By degrees, a distrust which at first subsisted between the Indians and
the trappers, subsided, and gave way to mutual confidence and good
will. A few presents convinced the chiefs that the white men were their
friends; nor were the white men wanting in proofs of the honesty and
good faith of their savage neighbors. Occasionally, the deep snow and
the want of fodder obliged them to turn their weakest horses out to roam
in quest of sustenance. If they at any time strayed to the camp of the
Bannacks, they were immediately brought back. It must be confessed,
however, that if the stray horse happened, by any chance, to be in
vigorous plight and good condition, though he was equally sure to be
returned by the honest Bannacks, yet it was always after the lapse of
several days, and in a very gaunt and jaded state; and always with the
remark that they had found him a long way off. The uncharitable were apt
to surmise that he had, in the interim, been well used up in a
buffalo hunt; but those accustomed to Indian morality in the matter of
horseflesh, considered it a singular evidence of honesty that he should
be brought back at all.
Being convinced, therefore, from these, and other circumstances, that
his people were encamped in the neighborhood of a tribe as honest as
they were valiant, and satisfied that they would pass their winter
unmolested, Captain Bonneville prepared for a reconnoitring expedition
of great extent and peril. This was, to penetrate to the Hudson's
Bay establishments on the banks of the Columbia, and to make himself
acquainted with the country and the Indian tribes; it being one part of
his scheme to establish a trading post somewhere on the lower part of
the river, so as to participate in the trade lost to the United States
by the capture of Astoria. This expedition would, of course, take him
through the Snake River country, and across the Blue Mountains, the
scenes of so much hardship and disaster to Hunt and Crooks, and their
Astorian bands, who first explored it, and he would have to pass through
it in the same frightful season, the depth of winter.

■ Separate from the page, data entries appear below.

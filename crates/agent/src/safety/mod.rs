//! Stateless text validators. Each one inspects text and returns a fresh
//! [`SafetyVerdict`]; none of them hold conversation state.

pub mod crisis;
pub mod pii;
pub mod relevance;
pub mod response;

use navigator_core::domain::agent::AgentId;
use navigator_core::domain::safety::{SafetyVerdict, ValidatorKind};

pub use crisis::CrisisDetector;
pub use pii::{PiiRedactor, PiiScope, Redaction};
pub use relevance::TopicRelevanceClassifier;
pub use response::ResponseSafetyChecker;

pub const SAFE_FALLBACK_REPLY: &str = "I want to make sure I give you safe, accurate information. \
     I can't offer medical advice, but I can help you find treatment facilities, check insurance \
     coverage, or schedule an appointment with a provider who can.";

pub const TOPIC_REDIRECT_MESSAGE: &str = "I'm here to help with finding mental health or \
     substance use treatment: searching for facilities, checking insurance, scheduling \
     appointments, intake forms, reminders, and messaging providers. What can I help you with?";

pub const PRIVACY_NOTICE: &str = "For your privacy I removed personal details from your message, \
     and nothing else was left for me to work with. Please tell me what kind of help you're \
     looking for without including names, phone numbers, or ID numbers.";

/// Which way text is travelling through the gate.
#[derive(Clone, Copy, Debug, PartialEq, Eq)]
pub enum Direction {
    Inbound,
    Outbound,
}

#[derive(Clone, Debug)]
pub struct SafetyContext<'a> {
    pub direction: Direction,
    pub current_agent: AgentId,
    /// Identifiers the user disclosed earlier in the session.
    pub known_identifiers: &'a [String],
}

impl<'a> SafetyContext<'a> {
    pub fn inbound(current_agent: AgentId) -> Self {
        Self { direction: Direction::Inbound, current_agent, known_identifiers: &[] }
    }

    pub fn outbound(current_agent: AgentId, known_identifiers: &'a [String]) -> Self {
        Self { direction: Direction::Outbound, current_agent, known_identifiers }
    }
}

pub trait SafetyValidator: Send + Sync {
    fn kind(&self) -> ValidatorKind;
    fn evaluate(&self, text: &str, context: &SafetyContext<'_>) -> SafetyVerdict;
}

The idea of risk and hardship, however, only served to stimulate the
adventurous spirit of the captain. He chose three companions for his
journey, put up a small stock of necessaries in the most portable form,
and selected five horses and mules for themselves and their baggage. He
proposed to rejoin his band in the early part of March, at the winter
encampment near the Portneuf. All these arrangements being completed,
he mounted his horse on Christmas morning, and set off with his three
comrades. They halted a little beyond the Bannack camp, and made their
Christmas dinner, which, if not a very merry, was a very hearty one,
after which they resumed their journey.
They were obliged to travel slowly, to spare their horses; for the snow
had increased in depth to eighteen inches; and though somewhat packed
and frozen, was not sufficiently so to yield firm footing. Their route
lay to the west, down along the left side of Snake River; and they were
several days in reaching the first, or American Falls. The banks of the
river, for a considerable distance, both above and below the falls,
have a volcanic character: masses of basaltic rock are piled one upon
another; the water makes its way through their broken chasms, boiling
through narrow channels, or pitching in beautiful cascades over ridges
of basaltic columns.
Beyond these falls, they came to a picturesque, but inconsiderable
stream, called the Cassie. It runs through a level valley, about four
miles wide, where the soil is good; but the prevalent coldness and
dryness of the climate is unfavorable to vegetation. Near to this stream
there is a small mountain of mica slate, including garnets. Granite,
in small blocks, is likewise seen in this neighborhood, and white
sandstone. From this river, the travellers had a prospect of the snowy
heights of the Salmon River Mountains to the north; the nearest, at
least fifty miles distant.
In pursuing his course westward, Captain Bonneville generally kept
several miles from Snake River, crossing the heads of its tributary
streams; though he often found the open country so encumbered by
volcanic rocks, as to render travelling extremely difficult. Whenever he
approached Snake River, he found it running through a broad chasm, with
steep, perpendicular sides of basaltic rock. After several days' travel
across a level plain, he came to a part of the river which filled him
with astonishment and admiration. As far as the eye could reach, the
river was walled in by perpendicular cliffs two hundred and fifty
feet high, beetling like dark and gloomy battlements, while blocks and
fragments lay in masses at their feet, in the midst of the boiling and
whirling current. Just above, the whole stream pitched in one cascade
above forty feet in height, with a thundering sound, casting up a volume
of spray that hung in the air like a silver mist. These are called
by some the Fishing Falls, as the salmon are taken here in immense
quantities. They cannot get by these falls.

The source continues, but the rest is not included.